Table 23.4. Numeric Permissions
Permissions use an additive process; therefore, a person with read, write, and execute permissions to a file would have a 7 (4+2+1). Read and execute would have a value of 5. Remember, there are three sets of values, so each section would have its own value.
Table 23.5 shows both the numeric system and the character system for the permissions.
Table 23.5. Comparison of Numeric and Character Permissions
|Read and write||6||rw-|
|Read and execute||5||r-x|
|Read, write, and execute||7||rwx|
Permissions can be changed by using the chmod command. With the numeric system, the chmod command must be given the value for all three fields. Therefore, to change a file to read, write, and execute by everyone, you would issue the following command:
$ chmod 777 filename
To perform the same task with the character system, you would issue the following command:
$ chmod a+rwx filename
Of course, more than one type of permission can be specified at one time. The following command adds write access for the owner of the file and adds read and execute access to the group and everyone else:
$ chmod u+w,og+rx filename
The advantage that the character system provides is that you do not have to know the previous permissions. You can selectively add or remove permissions without worrying about the rest. With the numeric system, each section of users must always be specified. Looking at the preceding example (chmod u+w,og+rx filename ), an easier way might have been to use the numeric system and replace all those letters with three numbers: 755. The downside of the character system is apparent when complex changes are being made.
How suid and sgid Fit into This Picture
The special-purpose access modes suid and sgid add an extra character to the picture. Before examining what a file looks like with the special access modes, check Table 23.6 for the identifying characters for each of the modes and for a reminder of what they mean.
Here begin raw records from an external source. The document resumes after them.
//! Offering card list renderer.
//!
//! Each offering is one row: selection marker, title, size badge, price,
//! hire period, notes (restriction badges and secondary costs) and the
//! primary action label aligned right.

use crate::app::state::COMPACT_WIDTH;
use crate::ui::helpers::{position_cursor, text_width, truncate};
use crate::ui::theme::Theme;
use crate::ui::viewmodel::{Badge, CardItem, CardList};

const TITLE_WIDTH: usize = 14;
const SIZE_WIDTH: usize = 10;
const PRICE_WIDTH: usize = 8;
const HIRE_WIDTH: usize = 20;

/// Renders the column headers at `row`.
///
/// # Returns
///
/// The next available row position (row + 1)
pub fn render_card_headers(row: usize, theme: &Theme, cols: usize) -> usize {
    let headers = format!(
        "  {:<TITLE_WIDTH$}{:<SIZE_WIDTH$}{:<PRICE_WIDTH$}{:<HIRE_WIDTH$}NOTES",
        "SKIP", "SIZE", "PRICE", "HIRE"
    );
    position_cursor(row, 1);
    print!("{}", Theme::bold());
    print!("{}", Theme::fg(&theme.colors.header_fg));
    print!("{}", truncate(&headers, cols));
    print!("{}", Theme::reset());
    row + 1
}

/// Renders the card rows starting at `row`.
///
/// # Returns
///
/// The next available row position (row + number of items)
pub fn render_card_rows(row: usize, items: &[CardItem], theme: &Theme, cols: usize) -> usize {
    let mut current_row = row;
    for item in items {
        current_row = render_card_row(current_row, item, theme, cols);
    }
    current_row
}

fn badge_color(badge: Badge, theme: &Theme) -> &str {
    match badge {
        Badge::Forbidden => &theme.colors.badge_danger_fg,
        Badge::NotAllowedOnRoad | Badge::NoHeavyWaste => &theme.colors.badge_warning_fg,
    }
}

/// Renders a single card row.
///
/// # Styling Precedence
///
/// 1. Cursor row: full row in selection colors
/// 2. Otherwise each column in its own color (price, badges, marker)
///
/// Narrow panes show badge glyphs instead of labels.
fn render_card_row(row: usize, item: &CardItem, theme: &Theme, cols: usize) -> usize {
    let compact = cols < COMPACT_WIDTH;
    let colors = &theme.colors;

    let mut segments: Vec<(&str, String)> = vec![
        (
            colors.selected_fg.as_str(),
            if item.is_selected { "● " } else { "  " }.to_string(),
        ),
        (colors.text_normal.as_str(), format!("{:<TITLE_WIDTH$}", item.title)),
        (colors.text_dim.as_str(), format!("{:<SIZE_WIDTH$}", item.size_badge)),
        (colors.price_fg.as_str(), format!("{:<PRICE_WIDTH$}", item.price)),
        (colors.text_dim.as_str(), format!("{:<HIRE_WIDTH$}", item.hire_period)),
    ];
    for badge in &item.badges {
        let text = if compact {
            format!("{} ", badge.glyph())
        } else {
            format!("{} {}  ", badge.glyph(), badge.label())
        };
        segments.push((badge_color(*badge, theme), text));
    }
    if !compact {
        for extra in &item.extras {
            segments.push((colors.text_dim.as_str(), format!("{extra}  ")));
        }
    }

    let action = format!("[{}]", item.action_label);
    let action_color = if item.is_selected {
        &colors.selected_fg
    } else {
        &colors.text_dim
    };
    let mut budget = cols.saturating_sub(text_width(&action) + 1);

    position_cursor(row, 1);
    if item.is_cursor {
        print!("{}", Theme::fg(&colors.selection_fg));
        print!("{}", Theme::bg(&colors.selection_bg));
    }

    for (color, text) in segments {
        if budget == 0 {
            break;
        }
        let text = truncate(&text, budget);
        budget -= text_width(&text);
        if !item.is_cursor {
            print!("{}", Theme::fg(color));
        }
        print!("{text}");
    }

    print!("{}", " ".repeat(budget + 1));
    if !item.is_cursor {
        print!("{}", Theme::fg(action_color));
    }
    if item.is_selected {
        print!("{}", Theme::bold());
    }
    print!("{}", truncate(&action, cols));
    print!("{}", Theme::reset());
    row + 1
}

/// Renders the dimmed detail line for the card under the cursor.
pub fn render_cursor_detail(row: usize, detail: &str, theme: &Theme, cols: usize) -> usize {
    position_cursor(row, 1);
    print!("{}", Theme::fg(&theme.colors.text_dim));
    print!("  {}", truncate(detail, cols.saturating_sub(2)));
    print!("{}", Theme::reset());
    row + 1
}

/// Renders the badge legend (compact layout only) and the disclaimer,
/// ending on the row above `detail_row`.
pub fn render_card_footnotes(detail_row: usize, list: &CardList, theme: &Theme, cols: usize) {
    let rows = usize::from(list.legend.is_some()) + 1;
    let mut row = detail_row.saturating_sub(rows);

    if let Some(legend) = &list.legend {
        position_cursor(row, 1);
        print!("{}", Theme::fg(&theme.colors.badge_warning_fg));
        print!("  {}", truncate(legend, cols.saturating_sub(2)));
        print!("{}", Theme::reset());
        row += 1;
    }

    position_cursor(row, 1);
    print!("{}{}", Theme::dim(), Theme::fg(&theme.colors.text_dim));
    print!("  {}", truncate(list.disclaimer, cols.saturating_sub(2)));
    print!("{}", Theme::reset());
}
Table 23.6. Special-Purpose Access Modes
|s||suid||Sets process user ID on execution|
|s||sgid||Sets process group ID on execution|
suid and sgid are used on executables; therefore, the code is placed where the code for the executable would normally go. The following file has suid set:
$ ls -la test -rwsr--r-- 1 dpitts users 22 Sep 15 00:49 test
The difference between setting the suid and setting the sgid is the placement of the code. The same file with sgid active would look like this:
$ ls -la test -rwxr-sr-- 1 dpitts users 22 Sep 15 00:49 test
To set the suid with the character system, you execute the following command:
$ chmod u+s <filename>
To set the sgid with the character system, you execute the following command:
$ chmod g+s filename
To set the suid and the sgid using the numeric system, use these two commands:
$ chmod 2### filename $ chmod 4### filename
In both instances, you replace ### with the rest of the values for the permissions. The additive process is used to combine permissions; therefore, the following command adds suid and sgid to a file:
$ chmod 6### filename
The Default Mode for a File or Directory
The default mode for a file or directory is set with the umask, which uses the numeric system to define its value. To set the umask, you must first determine the value you want the files to have. For example, a common file permission set is 644, with which the owner has read and write permission and the rest of the world has read permission. After the value is determined, you subtract it from 777. Keeping the same example of 644, the value would be 133. This value is the umask value. Typically, this value is placed in a system file that is read when a user first logs on. After the value is set, all files created will set their permissions automatically, using this value.